はじめに
湿度が高くて蒸し暑い、日本の夏が近づいてきました。真夏の熱中症対策グッズとして最近注目されているのが、電動の“扇風機”がついた「ファン付きウエア」です。
すでに建設現場で働く人の間では必需品になっていますが、この夏、ファン付きウエアをゴルフなどのスポーツシーンで着てもらおうとメーカーが動き出しました。定着するでしょうか。ファン付きウエアの仕組みと開発の歴史を紹介します。
元ソニーの技術者が発明
ファン付きウエアは、腰の2ヵ所に付いた小型ファンから空気を取り込み、汗をかいた体の表面に大量の風を流すことで、気化熱で体を冷やす仕組み。風呂から上がった時に体がひんやりとした経験がある人も多いと思いますが、あれが気化熱です。
実際に着ると、ファンから取り込まれた風が体の表面を通り、襟元と袖口へと抜けます。ファン付きウエアは充電式のバッテリーを使い、最も強い風量で約8時間動きます。道路工事や建設現場で働く人が着ているのを見たことがある人もいるのではないでしょうか。
腰部に付いているファンから空気を取り込み、襟元などから抜ける仕組み
このファン付きウエアのトップシェアを占めるとされるのが、東京都板橋区にある「空調服」という従業員50人ほどの会社です。1991年にソニーの技術者から脱サラした市ヶ谷弘司会長が設立し、社名にもなっているファン付きウエア「空調服」を発明しました。
起業した当時は、テレビのブラウン管を測定する装置を作っていました。市ヶ谷会長が出張先の東南アジアで猛暑の中で進む建設ラッシュを見て「環境に負荷をかけない冷却装置を作ろう」と決意したことが、ウエア誕生のきっかけです。
冷却ベッドなど試行錯誤を重ねてファン付きウエアにたどり着き、2005年から本格的に販売を始めました。ブレークスルーは、電池を充電式バッテリーに変えた2010年。売り上げが一気に伸び、会社が軌道に乗ったといいます。
ウエアメーカーが広島に多いワケ
厚生労働省の集計では、2018年に職場での熱中症で死傷した人は前年の倍以上の1,178人と、過去最多を更新して深刻な問題になっています。こうした背景もあり、空調服は真夏の熱中症対策として、大手ゼネコンや電力会社で採用されています。
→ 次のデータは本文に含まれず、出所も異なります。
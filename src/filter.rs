use chrono::NaiveDate;

use crate::models::{AccountType, Ledger, LedgerEntry};

/// Narrows the ledger before a view runs. Empty sets mean "no restriction".
#[derive(Debug, Clone, Default, PartialEq)]
pub struct LedgerFilter {
    pub from: Option<NaiveDate>,
    pub to: Option<NaiveDate>,
    pub account_types: Vec<AccountType>,
    pub categories: Vec<String>,
}

impl LedgerFilter {
    pub fn matches(&self, entry: &LedgerEntry) -> bool {
        if self.from.is_some_and(|from| entry.post_date < from) {
            return false;
        }
        if self.to.is_some_and(|to| entry.post_date > to) {
            return false;
        }
        if !self.account_types.is_empty() && !self.account_types.contains(&entry.account_type) {
            return false;
        }
        if !self.categories.is_empty() && !self.categories.iter().any(|c| c == &entry.category) {
            return false;
        }
        true
    }

    /// Requested categories that no ledger row carries.
    pub fn unknown_categories(&self, ledger: &Ledger) -> Vec<String> {
        let known = ledger.categories();
        self.categories
            .iter()
            .filter(|c| !known.contains(c))
            .cloned()
            .collect()
    }
}

/// Ledger rows passing `filter`, in ledger order.
pub fn select<'a>(
    ledger: &'a Ledger,
    filter: Option<&'a LedgerFilter>,
) -> impl Iterator<Item = &'a LedgerEntry> + 'a {
    ledger
        .entries
        .iter()
        .filter(move |e| filter.map_or(true, |f| f.matches(e)))
}
use tally::error::{Result, TallyError};
use tally::reconciler::MAX_TRANSFER_WINDOW_DAYS;
use tally::settings::{save_settings, settings_path, shellexpand_path, Settings};

pub fn run(
    current: &Settings,
    export_dir: Option<String>,
    top_n: Option<usize>,
    transfer_window_days: Option<i64>,
) -> Result<()> {
    let settings = apply(current, export_dir, top_n, transfer_window_days)?;
    save_settings(&settings)?;
    println!("Saved settings to {}", settings_path().display());
    println!("  export dir:      {}", settings.export_dir);
    println!("  top merchants:   {}", settings.top_n);
    println!("  transfer window: {} days", settings.transfer_window_days);
    Ok(())
}

fn apply(
    current: &Settings,
    export_dir: Option<String>,
    top_n: Option<usize>,
    transfer_window_days: Option<i64>,
) -> Result<Settings> {
    let mut settings = current.clone();
    if let Some(dir) = export_dir {
        settings.export_dir = shellexpand_path(&dir);
    }
    if let Some(n) = top_n {
        if n == 0 {
            return Err(TallyError::Other("--top-n must be at least 1".into()));
        }
        settings.top_n = n;
    }
    if let Some(days) = transfer_window_days {
        if !(0..=MAX_TRANSFER_WINDOW_DAYS).contains(&days) {
            return Err(TallyError::Other(format!(
                "--transfer-window must be between 0 and {MAX_TRANSFER_WINDOW_DAYS} days"
            )));
        }
        settings.transfer_window_days = days;
    }
    settings.validate()?;
    Ok(settings)
}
日本発のファン付きウエアは海外からの関心も高く、米ロサンゼルスのワイナリーでブドウの収穫をする人たちも着ています。
ファン付きウエアのメーカーは空調服以外にも複数あります。その多くが、作業服メーカーの集積する広島県の備後地方で作られています。
この地方は繊維業が盛んな地域で、約170年前から絣(かすり)を生産し、大正時代にはズボンや肌着の縫製で発展してきました。昭和30年代の好景気によって建設業や製造業が伸びたことで作業服を着る人が増え、作業服の製造に切り替えるメーカーが多くなりました。
広島・岡山の両県内で年2回開かれる作業服の展示会には、全国からバイヤーや繊維商社など多くの関係者が集まります。繊維専門紙「繊維ニュース」の調査によると、ファン付きウエアの市場規模は年々拡大し、今年は約100億円に達すると推計されています。